There and back again, TiFlo's humble tale

16 février 2010

Paris, 16 février 2010

Paris, ça sent :

1- la clope

2- le parfum

3- La belle fringue

4- Le pain chaud

5- Les gaz d’échappement

Dans un bar, boulevard de Bercy. Premier sandwich au pâté depuis plus d’un an. Moment de bonheur. Trois heures plus tôt, au T3 de l’aéroport Charles-de-Gaulle, accueilli avec le sourire par le jeune douanier d’origine maghrébine.

Le groupe d’amis qui occupaient le coin de la véranda quand je suis arrivé vient de partir. Ça débattait vivement de la vie, du gouvernement, des gens. Le patron, genre Pied-noir dans la cinquantaine, un peu bourru mais au franc sourire, converse tout aussi énergiquement avec les habitués accoudés au bar. Un des piliers m’a apporté mon verre d’eau. Un autre, né en Algérie, conte la transformation de ses copains d’enfance qui se sont tous fait « pousser la barbe ». Sans animosité. Juste des regrets.

J’ai marché de la Gare de Lyon jusqu’à chez Claire. J’ai fini par arrêter de prendre des photos quand j’ai failli me faire foutre en l’air par un livreur de la Poste un peu trop zélé. C’est fou la quantité de monuments au km².

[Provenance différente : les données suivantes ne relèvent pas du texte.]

use super::{decimal_column, now_millis};
use crate::domain::errors::LedgerError;
use crate::domain::repositories::LedgerRepository;
use crate::domain::trading::holdings::clamp_holding;
use crate::domain::trading::settlement::{SettlementInput, settle};
use crate::domain::trading::types::{
    DateRange, InstrumentId, OrderSide, OrderTicket, TransactionRecord, UserId,
    timestamp_from_millis,
};
use anyhow::{Context, Result};
use async_trait::async_trait;
use sqlx::sqlite::{Sqlite, SqliteRow};
use sqlx::{Executor, Row, SqlitePool};
use std::str::FromStr;
use tracing::info;

const NET_VOLUME_SQL: &str = r#"
    SELECT COALESCE(SUM(CASE side WHEN 'BUY' THEN volume ELSE -volume END), 0) AS net
    FROM transactions
    WHERE user_id = ? AND instrument_id = ?
"#;

pub struct SqliteLedgerRepository {
    pool: SqlitePool,
}

impl SqliteLedgerRepository {
    pub fn new(pool: SqlitePool) -> Self {
        Self { pool }
    }

    fn map_row(row: &SqliteRow) -> Result<TransactionRecord> {
        let side_str: String = row.try_get("side")?;
        let side = OrderSide::from_str(&side_str)?;
        let volume: i64 = row.try_get("volume")?;

        Ok(TransactionRecord {
            id: row.try_get("id")?,
            user_id: row.try_get("user_id")?,
            instrument_id: row.try_get("instrument_id")?,
            username: row.try_get("username")?,
            ticker: row.try_get("ticker")?,
            side,
            volume: u64::try_from(volume).context("Negative volume in ledger")?,
            execution_price: decimal_column(row, "execution_price")?,
            created_at: timestamp_from_millis(row.try_get("created_at")?),
        })
    }
}

async fn net_volume_with<'e, E>(executor: E, user_id: UserId, instrument_id: InstrumentId) -> Result<i64>
where
    E: Executor<'e, Database = Sqlite>,
{
    let row = sqlx::query(NET_VOLUME_SQL)
        .bind(user_id)
        .bind(instrument_id)
        .fetch_one(executor)
        .await
        .context("Failed to aggregate holdings")?;

    Ok(row.try_get("net")?)
}

#[async_trait]
impl LedgerRepository for SqliteLedgerRepository {
    async fn settle(&self, order: &OrderTicket) -> Result<TransactionRecord, LedgerError> {
        let mut tx = self
            .pool
            .begin()
            .await
            .context("Failed to open ledger transaction")
            .map_err(LedgerError::CommitFailed)?;

        // Claiming the account row is a write, so SQLite hands this transaction
        // the write lock before balance or holdings are read. Concurrent orders
        // wait here and then see committed state.
        let account = sqlx::query(
            "UPDATE accounts SET version = version + 1 WHERE id = ? RETURNING username, balance",
        )
        .bind(order.user_id)
        .fetch_optional(&mut *tx)
        .await
        .context("Failed to lock account")
        .map_err(LedgerError::CommitFailed)?;

        let Some(account) = account else {
            return Err(LedgerError::AccountNotFound(order.user_id));
        };
        let username: String = account
            .try_get("username")
            .context("Missing username")
            .map_err(LedgerError::CommitFailed)?;
        let balance = decimal_column(&account, "balance").map_err(LedgerError::CommitFailed)?;

        let instrument = sqlx::query("SELECT ticker, last_price FROM instruments WHERE id = ?")
            .bind(order.instrument_id)
            .fetch_optional(&mut *tx)
            .await
            .context("Failed to load instrument")
            .map_err(LedgerError::CommitFailed)?;

        let Some(instrument) = instrument else {
            return Err(LedgerError::InstrumentNotFound(order.instrument_id.to_string()));
        };
        let ticker: String = instrument
            .try_get("ticker")
            .context("Missing ticker")
            .map_err(LedgerError::CommitFailed)?;
        let price = decimal_column(&instrument, "last_price").map_err(LedgerError::CommitFailed)?;

        let holdings = match order.side {
            OrderSide::Buy => 0,
            OrderSide::Sell => clamp_holding(
                net_volume_with(&mut *tx, order.user_id, order.instrument_id)
                    .await
                    .map_err(LedgerError::CommitFailed)?,
            ),
        };

        let settlement = settle(&SettlementInput {
            ticker: &ticker,
            side: order.side,
            volume: order.volume,
            price,
            balance,
            holdings,
        })?;

        sqlx::query("UPDATE accounts SET balance = ? WHERE id = ?")
            .bind(settlement.new_balance.to_string())
            .bind(order.user_id)
            .execute(&mut *tx)
            .await
            .context("Failed to update balance")
            .map_err(LedgerError::CommitFailed)?;

        let created_at = now_millis();
        let volume = i64::try_from(order.volume)
            .context("Volume out of range")
            .map_err(LedgerError::CommitFailed)?;

        let inserted = sqlx::query(
            r#"
            INSERT INTO transactions (user_id, instrument_id, side, volume, execution_price, created_at)
            VALUES (?, ?, ?, ?, ?, ?)
            RETURNING id
            "#,
        )
        .bind(order.user_id)
        .bind(order.instrument_id)
        .bind(order.side.as_str())
        .bind(volume)
        .bind(settlement.execution_price.to_string())
        .bind(created_at)
        .fetch_one(&mut *tx)
        .await
        .context("Failed to insert transaction")
        .map_err(LedgerError::CommitFailed)?;

        let id: i64 = inserted
            .try_get("id")
            .context("Missing transaction id")
            .map_err(LedgerError::CommitFailed)?;

        tx.commit()
            .await
            .context("Failed to commit ledger transaction")
            .map_err(LedgerError::CommitFailed)?;

        info!(
            "{} {} x{} committed for {} at {}",
            order.side, ticker, order.volume, username, settlement.execution_price
        );

        Ok(TransactionRecord {
            id,
            user_id: order.user_id,
            instrument_id: order.instrument_id,
            username,
            ticker,
            side: order.side,
            volume: order.volume,
            execution_price: settlement.execution_price,
            created_at: timestamp_from_millis(created_at),
        })
    }

    async fn net_volume(&self, user_id: UserId, instrument_id: InstrumentId) -> Result<i64> {
        net_volume_with(&self.pool, user_id, instrument_id).await
    }

    async fn net_volumes_by_ticker(&self, user_id: UserId) -> Result<Vec<(String, i64)>> {
        let rows = sqlx::query(
            r#"
            SELECT i.ticker AS ticker,
                   SUM(CASE t.side WHEN 'BUY' THEN t.volume ELSE -t.volume END) AS net
            FROM transactions t
            JOIN instruments i ON i.id = t.instrument_id
            WHERE t.user_id = ?
            GROUP BY i.ticker
            ORDER BY i.ticker ASC
            "#,
        )
        .bind(user_id)
        .fetch_all(&self.pool)
        .await
        .context("Failed to aggregate holdings by ticker")?;

        rows.iter()
            .map(|row| Ok((row.try_get("ticker")?, row.try_get("net")?)))
            .collect()
    }

    async fn history(
        &self,
        user_id: UserId,
        range: Option<DateRange>,
    ) -> Result<Vec<TransactionRecord>> {
        let start = range.and_then(|r| r.start).map(|t| t.timestamp_millis());
        let end = range.and_then(|r| r.end).map(|t| t.timestamp_millis());

        let rows = sqlx::query(
            r#"
            SELECT t.id, t.user_id, t.instrument_id, a.username, i.ticker,
                   t.side, t.volume, t.execution_price, t.created_at
            FROM transactions t
            JOIN accounts a ON a.id = t.user_id
            JOIN instruments i ON i.id = t.instrument_id
            WHERE t.user_id = ?
              AND (? IS NULL OR t.created_at >= ?)
              AND (? IS NULL OR t.created_at <= ?)
            ORDER BY t.created_at ASC, t.id ASC
            "#,
        )
        .bind(user_id)
        .bind(start)
        .bind(start)
        .bind(end)
        .bind(end)
        .fetch_all(&self.pool)
        .await
        .context("Failed to load transaction history")?;

        rows.iter().map(Self::map_row).collect()
    }
}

Le petit noir bien serré me surprend. Je cherche l’eau entre les grains de café. Dans le kiosque à journaux devant le bar : le calvaire des profs, les règlements de compte au sein du gouvernement, les élections, Marie Drucker et Louise Bourgoin. Et Laurent Blanc dans le cœur des Français pour remplacer Raymond Domenech. Mon absence n’a pas du être si longue que ça.

Je ne m’étais pas rendu compte à quel point on jure à tout bout de champs.

En passant devant l’École Communale du 12ème Arrondissement, une plaque commémore la disparition de ses enfants juifs qui ont été déportés entre 1944 et 1945. Aucun d’entre eux n’est revenu des camps de la mort. Une Conquête en chasse une autre…

Je viens tout juste d’apercevoir les dizaines de bouteilles d’alcool vides, essentiellement du vin, soigneusement posées autour du gros conteneur à verre à l’angle de la rue.

6- Un accent que les Canadiens français trouvent bien souvent snobinard. Un peu comme les Anglais pour les Américains.  J'avoue qu'ils m'ont bien eu sur ce coup là

Sur le parvis de la Gare de Lyon, à ma gauche : « Tour de Lyon ». Intrigué, je lève le nez pour contempler l’ampleur de la bête architecturale. Trop haut, trop vite. Je ne trouve que le ciel. Le 12ème n’est pas encore la Défense. Ça n’est peut être pas si mal. Plus c’est haut, moins ceux qui sont en bas voient le jour.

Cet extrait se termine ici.